Wir hatten durch unsere Anträge erreicht, dass bei Vorlage des Kosovoberichts im außenpolitischen Ausschuss die Erwähnung der Unabhängigkeit gestrichen worden ist. Nun kam diese Forderung allerdings erneut, wenn auch in abgeschwächter Form als begrenzte Souveränität. Präsident Ahtisaari, der Beauftragte für die Ausarbeitung einer Lösung für den Kosovo, hatte in einem Begleitbegriff zu seinen Vorschlägen klar festgehalten, dies sei aus seiner Sicht die einzige sinnvolle Form für die Lösung der Probleme, denn es sei nicht mehr wahrscheinlich, dass die Ablehnung der expliziten Erwähnung durchgeht.

Begrenzte Souveränität

Wir haben alle gemeinsam die Pläne Ahtisaaris voll unterstützt, und indirekt ist das in dieser Formulierung auch enthalten. Wir wollten uns aber dennoch solange zurückhalten, bis eine gemeinsame europäische Linie aller drei Institutionen – Rat, Kommission und Parlament – gefunden hätte werden können. Wie vorauszusehen war, fiel die Abstimmung mehrheitlich für die explizite Erwähnung der begrenzten Souveränität aus. Nun stand die Frage im Raum, die wir bereits vorher überlegen mussten: Stimmen wir trotzdem zu oder enthalten wir uns unserer Stimme? Es gab unterschiedliche Meinungen.
Ich habe mich schließlich dafür eingesetzt, dass wir jedenfalls zuzustimmen sollten. Wir hätten nichts gewonnen, wenn wir abgelehnt hätten. Erstens wären wir in der Minderheit geblieben. Und zweitens wäre es ein explizites Nein zur Unabhängigkeit gewesen, aber diese wird de facto kommen. Außerdem hätte es uns die Möglichkeit des Dialogs gerade auch mit dem albanisch sprechenden Bevölkerungsteil – und das ist die überwiegende Mehrheit im Kosovo – zweifellos erschwert. So haben wir uns letztendlich durchgerungen, dem Gesamtbericht zuzustimmen, der letztendlich mit einer großen Mehrheit etwa gegen 80 Stimmen angenommen worden ist.

Die Arbeit beginnt erst

Das Europäische Parlament ist damit die erste europäische Institution, die sich klar für die allerdings überwachte begrenzte Souveränität des Kosovos mit dem Weg in Richtung Unabhängigkeit ausgesprochen hat. Für uns war das zweifellos eine Gratwanderung. Einerseits wollten wir unsere Beziehungen zu den serbischen KollegInnen nicht gefährden, andererseits sind wir auch dabei, Beziehungen mit den KollegInnen aus dem Kosovo aufzunehmen. Und vor diesem Hintergrund gilt es, nicht in einer Position zu verharren, die signalisiert, dass wir die Feinde der Unabhängigkeit und damit die Gegner der Kosovoalbaner sind.
Unsere Aufgabe gerade in den kommenden Jahren wird es sein, so weit wir können – als Parlamentarier generell, aber auch als Sozialdemokraten -zu einer vernünftigen Gesprächsbasis beizutragen. Die schwierige Arbeit beginnt erst, eine Entscheidung der Vereinten Nationen bedeutet ja noch keine Lösung. Europa muss sich in den nächsten Jahren massiv im Kosovo engagieren. Wir müssen verhindern, dass es zu Unruhen kommt. Zu Unruhen, die einerseits von jenen ausgelöst werden, die mit der Unabhängigkeit absolut unzufrieden sind und andererseits von jenen, die mit der Begrenzung und Überwachung dieser Unabhängigkeit nicht zufrieden sind.

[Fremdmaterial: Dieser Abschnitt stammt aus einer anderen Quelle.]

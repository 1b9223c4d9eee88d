//! Performance benchmarks for overload resolution.
//!
//! Measures the two hot paths of the engine: building a single implicit
//! conversion sequence, and resolving a call against a wide overload set
//! (the worst case a semantic analyzer hits on operator-heavy code).

use std::hint::black_box;

use criterion::{Criterion, criterion_group, criterion_main};

use cxxsema::prelude::*;

/// Registry with a class chain and a fan of `process` overloads across the
/// arithmetic types.
fn setup() -> (TypeRegistry, Vec<TypeHash>) {
    let mut registry = TypeRegistry::with_builtins();

    let entity = registry.register_type(ClassEntry::new("Entity").into()).unwrap();
    let character = registry
        .register_type(ClassEntry::new("Character").with_base(entity).into())
        .unwrap();
    registry
        .register_type(ClassEntry::new("Player").with_base(character).into())
        .unwrap();

    let param_types = [
        builtins::BOOL,
        builtins::SCHAR,
        builtins::SHORT,
        builtins::INT,
        builtins::UINT,
        builtins::LONG,
        builtins::ULONG,
        builtins::LONG_LONG,
        builtins::FLOAT,
        builtins::DOUBLE,
    ];
    let mut candidates = Vec::with_capacity(param_types.len());
    for ty in param_types {
        let def = FunctionDef::free(
            "process",
            vec![Param::new("v", DataType::simple(ty))],
            DataType::simple(builtins::VOID),
        );
        candidates.push(registry.register_function(FunctionEntry::free(def)).unwrap());
    }
    (registry, candidates)
}

fn conversion_sequence_benchmark(c: &mut Criterion) {
    let (registry, _) = setup();
    let arg = Argument::rvalue(DataType::simple(builtins::SHORT));
    let target = DataType::simple(builtins::DOUBLE);

    c.bench_function("implicit_conversion_sequence/short_to_double", |b| {
        b.iter(|| {
            black_box(implicit_conversion_sequence(
                black_box(&arg),
                black_box(&target),
                UdcMode::Allowed,
                &registry,
            ))
        })
    });

    let player = TypeHash::from_name("Player");
    let entity = TypeHash::from_name("Entity");
    let ptr_arg = Argument::lvalue(DataType::simple(player).pointer_to());
    let ptr_target = DataType::simple(entity).pointer_to();

    c.bench_function("implicit_conversion_sequence/derived_to_base_ptr", |b| {
        b.iter(|| {
            black_box(implicit_conversion_sequence(
                black_box(&ptr_arg),
                black_box(&ptr_target),
                UdcMode::Allowed,
                &registry,
            ))
        })
    });
}

fn overload_resolution_benchmark(c: &mut Criterion) {
    let (registry, candidates) = setup();
    let args = [Argument::rvalue(DataType::simple(builtins::INT))];

    c.bench_function("resolve_overload/ten_candidates_exact_hit", |b| {
        b.iter(|| {
            black_box(resolve_overload(
                black_box(&candidates),
                black_box(&args),
                &registry,
                Span::default(),
            ))
        })
    });
}

criterion_group!(
    benches,
    conversion_sequence_benchmark,
    overload_resolution_benchmark
);
criterion_main!(benches);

Das Ziel ist die Unabhängigkeit

Der schwierigste Teil beginnt also erst. Derartige Probleme kann man nicht durch militärische oder polizeiliche Aufgaben allein lösen. Vielmehr bedarf es eines Dialogprozesses, der von der EU in Gang gesetzt, gefördert und unterstützt werden muss, um einen friedlichen Übergang aus der jetzigen Situation über eine de facto Unabhängigkeit von Serbien bzw. einem de facto Protektorat der Internationalen Gemeinschaft letztendlich in die volle Unabhängigkeit führt.